● **Listed records**:
= = = =

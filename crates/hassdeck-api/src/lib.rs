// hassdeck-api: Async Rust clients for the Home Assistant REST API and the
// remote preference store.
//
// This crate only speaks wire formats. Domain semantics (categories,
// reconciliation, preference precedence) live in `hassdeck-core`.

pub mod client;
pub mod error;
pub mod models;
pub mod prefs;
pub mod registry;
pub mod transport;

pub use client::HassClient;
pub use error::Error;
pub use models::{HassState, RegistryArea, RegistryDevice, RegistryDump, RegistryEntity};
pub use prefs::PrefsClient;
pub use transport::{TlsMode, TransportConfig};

= = = =

● **To do**: Looking at the data above, show all lines where the word "preference" occurs.

● **Response below**:
// remote preference store.
// reconciliation, preference precedence) live in `hassdeck-core`.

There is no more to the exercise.